The companies that offer the service privately keep the cord blood solely for your own family’s use.  It strikes me that this is rather like taking a pint of your own blood and keeping it in case you’re ever in a car accident.  The chances of needing it are slim and you may not have kept enough if the worst were to happen.  But I can understand the security people feel in keeping their own supply.  However, it’s worth bearing in mind that if the disease you need to treat using cord blood has a genetic element to it, as Leukaemia often does, then you would not use your own cord blood because it would carry that genetic trait.  You would need to get a matched unit of blood from an unrelated donor in a public bank.  So I say hooray for London and for the thousands of baby Londoners who have already donated their cord blood to the NHS bank.

There has always been a hope, which the promotional literature of cord blood banking companies is quick to point out, that the stem cells in cord blood might one day be used to treat many other diseases such as Alzheimer’s and Parkinsons.  This has remained only a theoretical possibility with the technology still a long way off in the laboratory, let alone in people.  However, huge recent advances have allowed scientists to turn adult stem cells of one type of tissue backwards into ’embryonic like’ stem cells that can then be turned forward into a different tissue of choice.  Scientists in Oxford are among the first in the world to be given permission to conduct clinical trials using adult skin stem cells to treat Parkinson’s disease.  They will be attempting to turn skin stem cells into neuronal cells and will then see if they can use them to treat Parkinson’s disease.  If they can do that, the doors will be open to see if they can turn any stem cell of the body into any other tissue type.  That would be a huge step towards a brand new way of treating a very wide range of diseases.
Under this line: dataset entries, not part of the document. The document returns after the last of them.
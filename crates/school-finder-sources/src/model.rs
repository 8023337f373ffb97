//! Data model shared by the service clients and the extraction pipeline.

use std::{collections::BTreeMap, fmt, str::FromStr};

use serde::{Deserialize, Serialize};

/// Half-width of the search area around a geocoded point, in degrees (roughly 15 km).
pub const BBOX_MARGIN_DEGREES: f64 = 0.15;

/// A WGS84 point.
#[derive(Debug, Clone, Copy, PartialEq, Serialize, Deserialize)]
pub struct Coordinate {
    pub latitude: f64,
    pub longitude: f64,
}

impl Coordinate {
    pub fn new(latitude: f64, longitude: f64) -> Self {
        Self {
            latitude,
            longitude,
        }
    }
}

/// Axis-aligned search rectangle, stored as `(min_lon, min_lat, max_lon, max_lat)`.
#[derive(Debug, Clone, Copy, PartialEq, Serialize, Deserialize)]
pub struct BoundingBox {
    pub min_lon: f64,
    pub min_lat: f64,
    pub max_lon: f64,
    pub max_lat: f64,
}

impl BoundingBox {
    /// Symmetric box of `margin` degrees around `center`.
    pub fn around(center: Coordinate, margin: f64) -> Self {
        Self {
            min_lon: center.longitude - margin,
            min_lat: center.latitude - margin,
            max_lon: center.longitude + margin,
            max_lat: center.latitude + margin,
        }
    }

    pub fn contains(&self, point: &Coordinate) -> bool {
        (self.min_lat..=self.max_lat).contains(&point.latitude)
            && (self.min_lon..=self.max_lon).contains(&point.longitude)
    }

    /// Overpass bbox filter order: `south,west,north,east`.
    pub fn to_overpass(&self) -> String {
        format!(
            "{:.6},{:.6},{:.6},{:.6}",
            self.min_lat, self.min_lon, self.max_lat, self.max_lon
        )
    }
}

/// Result of geocoding the user's city text.
#[derive(Debug, Clone, PartialEq, Serialize)]
pub struct CityInfo {
    pub coordinate: Coordinate,
    pub bounding_box: BoundingBox,
    pub display_name: String,
}

#[derive(Debug, Clone, Copy, PartialEq, Eq, Hash, Serialize, Deserialize)]
#[serde(rename_all = "lowercase")]
pub enum ElementKind {
    Node,
    Way,
    Relation,
}

#[derive(Debug, Clone, Copy, PartialEq, Deserialize)]
pub struct Center {
    pub lat: f64,
    pub lon: f64,
}

/// One tagged element from an Overpass `out center tags` response.
#[derive(Debug, Clone, PartialEq, Deserialize)]
pub struct RawElement {
    #[serde(rename = "type")]
    pub kind: ElementKind,
    pub id: i64,
    #[serde(default)]
    pub lat: Option<f64>,
    #[serde(default)]
    pub lon: Option<f64>,
    #[serde(default)]
    pub center: Option<Center>,
    #[serde(default)]
    pub tags: BTreeMap<String, String>,
}

impl RawElement {
    /// Build a node element from tag pairs. Mostly useful in tests and fixtures.
    pub fn node<'a>(id: i64, tags: impl IntoIterator<Item = (&'a str, &'a str)>) -> Self {
        Self {
            kind: ElementKind::Node,
            id,
            lat: None,
            lon: None,
            center: None,
            tags: tags
                .into_iter()
                .map(|(k, v)| (k.to_owned(), v.to_owned()))
                .collect(),
        }
    }

    pub fn tag(&self, key: &str) -> Option<&str> {
        self.tags.get(key).map(String::as_str)
    }

    /// Node position, or the center Overpass computed for ways and relations.
    pub fn position(&self) -> Option<Coordinate> {
        match (self.lat, self.lon, self.center) {
            (Some(lat), Some(lon), _) => Some(Coordinate::new(lat, lon)),
            (_, _, Some(c)) => Some(Coordinate::new(c.lat, c.lon)),
            _ => None,
        }
    }
}

#[derive(Debug, Clone, Copy, PartialEq, Eq, Hash, Default, Serialize, Deserialize)]
pub enum SchoolType {
    Public,
    Private,
    #[default]
    Unknown,
}

impl SchoolType {
    pub fn as_str(self) -> &'static str {
        match self {
            Self::Public => "Public",
            Self::Private => "Private",
            Self::Unknown => "Unknown",
        }
    }
}

impl fmt::Display for SchoolType {
    fn fmt(&self, f: &mut fmt::Formatter<'_>) -> fmt::Result {
        f.write_str(self.as_str())
    }
}

#[derive(Debug, Clone, PartialEq, Eq)]
pub struct ParseSchoolTypeError(pub String);

impl fmt::Display for ParseSchoolTypeError {
    fn fmt(&self, f: &mut fmt::Formatter<'_>) -> fmt::Result {
        write!(f, "unknown school type '{}'", self.0)
    }
}

impl std::error::Error for ParseSchoolTypeError {}

impl FromStr for SchoolType {
    type Err = ParseSchoolTypeError;

    fn from_str(s: &str) -> Result<Self, Self::Err> {
        match s.trim().to_ascii_lowercase().as_str() {
            "public" => Ok(Self::Public),
            "private" => Ok(Self::Private),
            "unknown" => Ok(Self::Unknown),
            _ => Err(ParseSchoolTypeError(s.to_owned())),
        }
    }
}

/// A classified school, the unit of every result set.
///
/// Records are never mutated once built. Within a result set they are unique by
/// [`SchoolRecord::dedup_key`].
#[derive(Debug, Clone, PartialEq, Eq, Serialize, Deserialize)]
pub struct SchoolRecord {
    pub name: String,
    pub website: String,
    #[serde(rename = "type")]
    pub school_type: SchoolType,
    pub contact: String,
}

impl SchoolRecord {
    pub fn new(
        name: impl Into<String>,
        website: impl Into<String>,
        school_type: SchoolType,
        contact: impl Into<String>,
    ) -> Self {
        Self {
            name: name.into(),
            website: website.into(),
            school_type,
            contact: contact.into(),
        }
    }

    pub fn dedup_key(&self) -> String {
        self.name.to_lowercase()
    }
}

#[cfg(test)]
mod tests {
    use super::*;

    #[test]
    fn test_bbox_margin_is_symmetric() {
        let bbox = BoundingBox::around(Coordinate::new(59.91, 10.75), BBOX_MARGIN_DEGREES);
        assert!(bbox.min_lon < bbox.max_lon);
        assert!(bbox.min_lat < bbox.max_lat);
        assert!((bbox.max_lat - bbox.min_lat - 0.3).abs() < 1e-9);
        assert!(bbox.contains(&Coordinate::new(59.91, 10.75)));
        assert!(!bbox.contains(&Coordinate::new(60.2, 10.75)));
    }

    #[test]
    fn test_overpass_bbox_order() {
        let bbox = BoundingBox {
            min_lon: 10.0,
            min_lat: 59.0,
            max_lon: 11.0,
            max_lat: 60.0,
        };
        assert_eq!(bbox.to_overpass(), "59.000000,10.000000,60.000000,11.000000");
    }

    #[test]
    fn test_element_deserialization() {
        let json = r#"{
            "type": "way",
            "id": 42,
            "center": {"lat": 59.9, "lon": 10.7},
            "tags": {"amenity": "school", "name": "Majorstuen skole"}
        }"#;
        let element: RawElement = serde_json::from_str(json).unwrap();
        assert_eq!(element.kind, ElementKind::Way);
        assert_eq!(element.tag("name"), Some("Majorstuen skole"));
        assert_eq!(element.position(), Some(Coordinate::new(59.9, 10.7)));
    }

    #[test]
    fn test_element_without_tags() {
        let element: RawElement =
            serde_json::from_str(r#"{"type":"node","id":1,"lat":1.0,"lon":2.0}"#).unwrap();
        assert!(element.tags.is_empty());
        assert_eq!(element.position(), Some(Coordinate::new(1.0, 2.0)));
    }

    #[test]
    fn test_school_type_parsing() {
        assert_eq!("PUBLIC".parse::<SchoolType>(), Ok(SchoolType::Public));
        assert_eq!(" private ".parse::<SchoolType>(), Ok(SchoolType::Private));
        assert!("all".parse::<SchoolType>().is_err());
        assert_eq!(SchoolType::Unknown.to_string(), "Unknown");
    }

    #[test]
    fn test_dedup_key_is_lowercase_name() {
        let record = SchoolRecord::new("OSLO Primary", "", SchoolType::Unknown, "");
        assert_eq!(record.dedup_key(), "oslo primary");
    }
}
//! First-seen-wins deduplication by lower-cased school name.

use ahash::AHashSet;
use school_finder_sources::SchoolRecord;
use tracing::debug;

use crate::extract::Rejection;

/// Drop rejections and every record whose lower-cased name was already seen.
///
/// Later duplicates are discarded as-is, never merged into the first occurrence.
pub fn dedupe<I>(extracted: I) -> Vec<SchoolRecord>
where
    I: IntoIterator<Item = Result<SchoolRecord, Rejection>>,
{
    let mut seen = AHashSet::new();
    let mut rejected = 0usize;
    let mut duplicates = 0usize;

    let records: Vec<SchoolRecord> = extracted
        .into_iter()
        .filter_map(|result| match result {
            Ok(record) => Some(record),
            Err(_) => {
                rejected += 1;
                None
            }
        })
        .filter(|record| {
            let fresh = seen.insert(record.dedup_key());
            if !fresh {
                duplicates += 1;
            }
            fresh
        })
        .collect();

    debug!(kept = records.len(), rejected, duplicates, "Deduplicated extraction results");
    records
}
//! Best-effort principal / contact extraction.
//!
//! Rules are tried in order and the first hit wins:
//! 1. a contact-person tag holding a name (not a URL, e-mail or phone number)
//! 2. a structured e-mail tag
//! 3. an e-mail address inside a description or note
//! 4. the first description clause mentioning the principal

use std::collections::BTreeMap;

use once_cell::sync::Lazy;
use regex::Regex;

use crate::keywords::{
    CONTACT_PERSON_KEYS, DESCRIPTION_KEYS, EMAIL_KEYS, PRINCIPAL_KEYWORDS, find_in,
};

static EMAIL_RE: Lazy<Regex> = Lazy::new(|| {
    Regex::new(r"[A-Za-z0-9._%+-]+@[A-Za-z0-9.-]+\.[A-Za-z]{2,}").expect("valid email regex")
});

static PHONE_RE: Lazy<Regex> =
    Lazy::new(|| Regex::new(r"^\+?[\d\s().\-/]{6,}$").expect("valid phone regex"));

static URL_RE: Lazy<Regex> =
    Lazy::new(|| Regex::new(r"(?i)^(https?://|www\.)").expect("valid url regex"));

static SENTENCE_SPLIT_RE: Lazy<Regex> =
    Lazy::new(|| Regex::new(r"[.!?;\n。！？]+").expect("valid sentence regex"));

pub fn extract_contact(tags: &BTreeMap<String, String>) -> String {
    person_from_tags(tags)
        .or_else(|| email_from_tags(tags))
        .or_else(|| email_from_description(tags))
        .or_else(|| principal_clause(tags))
        .unwrap_or_default()
}

fn non_empty<'a>(
    tags: &'a BTreeMap<String, String>,
    keys: &'a [&str],
) -> impl Iterator<Item = &'a str> {
    keys.iter()
        .filter_map(|key| tags.get(*key))
        .map(|value| value.trim())
        .filter(|value| !value.is_empty())
}

pub fn looks_like_url(value: &str) -> bool {
    URL_RE.is_match(value)
}

pub fn looks_like_email(value: &str) -> bool {
    value.contains('@')
}

pub fn looks_like_phone(value: &str) -> bool {
    PHONE_RE.is_match(value) && value.chars().filter(char::is_ascii_digit).count() >= 6
}

fn person_from_tags(tags: &BTreeMap<String, String>) -> Option<String> {
    non_empty(tags, CONTACT_PERSON_KEYS)
        .find(|v| !looks_like_url(v) && !looks_like_email(v) && !looks_like_phone(v))
        .map(str::to_owned)
}

fn email_from_tags(tags: &BTreeMap<String, String>) -> Option<String> {
    non_empty(tags, EMAIL_KEYS)
        .find(|v| v.contains('@') && v.contains('.'))
        .map(str::to_owned)
}

fn email_from_description(tags: &BTreeMap<String, String>) -> Option<String> {
    non_empty(tags, DESCRIPTION_KEYS)
        .find_map(|text| EMAIL_RE.find(text))
        .map(|m| m.as_str().to_owned())
}

fn principal_clause(tags: &BTreeMap<String, String>) -> Option<String> {
    non_empty(tags, DESCRIPTION_KEYS)
        .flat_map(|text| SENTENCE_SPLIT_RE.split(text))
        .map(str::trim)
        .find(|clause| find_in(&clause.to_lowercase(), PRINCIPAL_KEYWORDS).is_some())
        .map(str::to_owned)
}
//! Overpass query execution with ordered mirror fallback.

use serde::Deserialize;
use tracing::{info, instrument, warn};

use crate::{
    Result, SourceError,
    model::RawElement,
    transport::{HttpRequest, HttpTransport},
};

pub const DEFAULT_OVERPASS_MIRRORS: [&str; 3] = [
    "https://overpass-api.de/api/interpreter",
    "https://overpass.openstreetmap.fr/api/interpreter",
    "https://overpass.kumi.systems/api/interpreter",
];

#[derive(Debug, Deserialize)]
struct OverpassResponse {
    #[serde(default)]
    elements: Vec<RawElement>,
}

/// Sends a query to each mirror in turn until one answers with a well-formed response.
#[derive(Debug, Clone)]
pub struct OverpassExecutor {
    mirrors: Vec<String>,
}

impl Default for OverpassExecutor {
    fn default() -> Self {
        Self::new(DEFAULT_OVERPASS_MIRRORS)
    }
}

impl OverpassExecutor {
    pub fn new<I, S>(mirrors: I) -> Self
    where
        I: IntoIterator<Item = S>,
        S: Into<String>,
    {
        Self {
            mirrors: mirrors.into_iter().map(Into::into).collect(),
        }
    }

    pub fn mirrors(&self) -> &[String] {
        &self.mirrors
    }

    /// One attempt per mirror, in order. Results of failed attempts are discarded.
    ///
    /// Returns [`SourceError::AllServersFailed`] when no mirror produced a usable response.
    #[instrument(
        name = "Overpass query",
        skip_all,
        fields(mirrors = self.mirrors.len()),
        level = "info"
    )]
    pub async fn execute<T: HttpTransport>(
        &self,
        transport: &T,
        query: &str,
    ) -> Result<Vec<RawElement>> {
        for url in &self.mirrors {
            match self.try_mirror(transport, url, query).await {
                Ok(elements) => {
                    info!(url = %url, elements = elements.len(), "Overpass query succeeded");
                    return Ok(elements);
                }
                Err(e) => warn!(url = %url, error = %e, "Overpass server failed"),
            }
        }
        Err(SourceError::AllServersFailed {
            attempts: self.mirrors.len(),
        })
    }

    async fn try_mirror<T: HttpTransport>(
        &self,
        transport: &T,
        url: &str,
        query: &str,
    ) -> Result<Vec<RawElement>> {
        let request = HttpRequest::post(url, query).header("Content-Type", "text/plain");
        let response = transport.send(request).await?;
        if !response.is_success() {
            return Err(SourceError::Status {
                url: url.to_owned(),
                status: response.status,
            });
        }
        let parsed: OverpassResponse = serde_json::from_str(&response.body)?;
        Ok(parsed.elements)
    }
}
//! The HTTP seam every service client talks through.
//!
//! Clients build an [`HttpRequest`], hand it to an [`HttpTransport`] and interpret the
//! [`HttpResponse`] themselves. Connection handling lives entirely behind the trait, so the
//! pipeline can be driven by [`ReqwestTransport`] in production and by
//! [`crate::testing::ScriptedTransport`] in tests.

use std::future::Future;

use super::Result;

/// Nominatim's usage policy requires an identifying agent.
pub const DEFAULT_USER_AGENT: &str = concat!("school-finder/", env!("CARGO_PKG_VERSION"));

#[derive(Debug, Clone, Copy, PartialEq, Eq)]
pub enum Method {
    Get,
    Post,
}

#[derive(Debug, Clone, PartialEq, Eq)]
pub struct HttpRequest {
    pub method: Method,
    pub url: String,
    pub query: Vec<(String, String)>,
    pub headers: Vec<(String, String)>,
    pub body: Option<String>,
}

impl HttpRequest {
    pub fn get(url: impl Into<String>) -> Self {
        Self {
            method: Method::Get,
            url: url.into(),
            query: Vec::new(),
            headers: Vec::new(),
            body: None,
        }
    }

    pub fn post(url: impl Into<String>, body: impl Into<String>) -> Self {
        Self {
            method: Method::Post,
            url: url.into(),
            query: Vec::new(),
            headers: Vec::new(),
            body: Some(body.into()),
        }
    }

    pub fn query(mut self, key: &str, value: impl Into<String>) -> Self {
        self.query.push((key.to_owned(), value.into()));
        self
    }

    pub fn header(mut self, key: &str, value: impl Into<String>) -> Self {
        self.headers.push((key.to_owned(), value.into()));
        self
    }

    pub fn query_value(&self, key: &str) -> Option<&str> {
        self.query
            .iter()
            .find(|(k, _)| k == key)
            .map(|(_, v)| v.as_str())
    }
}

#[derive(Debug, Clone, PartialEq, Eq)]
pub struct HttpResponse {
    pub status: u16,
    pub body: String,
}

impl HttpResponse {
    pub fn ok(body: impl Into<String>) -> Self {
        Self {
            status: 200,
            body: body.into(),
        }
    }

    pub fn with_status(status: u16, body: impl Into<String>) -> Self {
        Self {
            status,
            body: body.into(),
        }
    }

    pub fn is_success(&self) -> bool {
        (200..300).contains(&self.status)
    }
}

/// A fetch-like HTTP collaborator.
///
/// Implementations return `Ok` for any response that arrived, whatever its status; only
/// connection-level failures are errors.
pub trait HttpTransport: Send + Sync {
    fn send(&self, request: HttpRequest) -> impl Future<Output = Result<HttpResponse>> + Send;
}

#[cfg(feature = "http")]
pub use reqwest_transport::ReqwestTransport;

#[cfg(feature = "http")]
mod reqwest_transport {
    use std::time::Duration;

    use reqwest::Client;
    use tracing::{debug, instrument};

    use super::{DEFAULT_USER_AGENT, HttpRequest, HttpResponse, HttpTransport, Method};
    use crate::Result;

    /// [`HttpTransport`] backed by a shared `reqwest::Client`.
    #[derive(Debug, Clone)]
    pub struct ReqwestTransport {
        client: Client,
    }

    impl ReqwestTransport {
        pub fn new(user_agent: &str, timeout: Duration) -> Result<Self> {
            let client = Client::builder()
                .user_agent(user_agent)
                .timeout(timeout)
                .build()?;
            Ok(Self { client })
        }

        pub fn from_client(client: Client) -> Self {
            Self { client }
        }
    }

    impl Default for ReqwestTransport {
        fn default() -> Self {
            Self::from_client(
                Client::builder()
                    .user_agent(DEFAULT_USER_AGENT)
                    .build()
                    .unwrap_or_default(),
            )
        }
    }

    impl HttpTransport for ReqwestTransport {
        #[instrument(name = "HTTP request", skip_all, fields(url = %request.url), level = "debug")]
        async fn send(&self, request: HttpRequest) -> Result<HttpResponse> {
            let mut builder = match request.method {
                Method::Get => self.client.get(&request.url),
                Method::Post => self.client.post(&request.url),
            };
            if !request.query.is_empty() {
                builder = builder.query(&request.query);
            }
            for (key, value) in &request.headers {
                builder = builder.header(key, value);
            }
            if let Some(body) = request.body {
                builder = builder.body(body);
            }

            let response = builder.send().await?;
            let status = response.status().as_u16();
            let body = response.text().await?;
            debug!(status, bytes = body.len(), "Response received");
            Ok(HttpResponse { status, body })
        }
    }
}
Of course there will always be a need for the NHS Cord Blood Bank to treat blood disorders such as Leukaemia, and that is a proven technology which works.  But looking to the future, will it be adult or baby stem cells that win the race to be used to treat anything and everything?  It is all speculation at the moment.  But it seems to me that if the technology can be proven to work using adult stem cells, then that will turn out to be the most practical choice.  It would avoid the need to keep cells frozen for decades and the risk of them deteriorating over time.  Instead, cells could just be taken from an adult as and when needed.  And it would not require forward planning, which I for one am not very good at – especially when nine months pregnant!  We will have to wait and see what the outcome of the Oxford trials holds.  It is an exciting time to watch the treatments of the future unfold.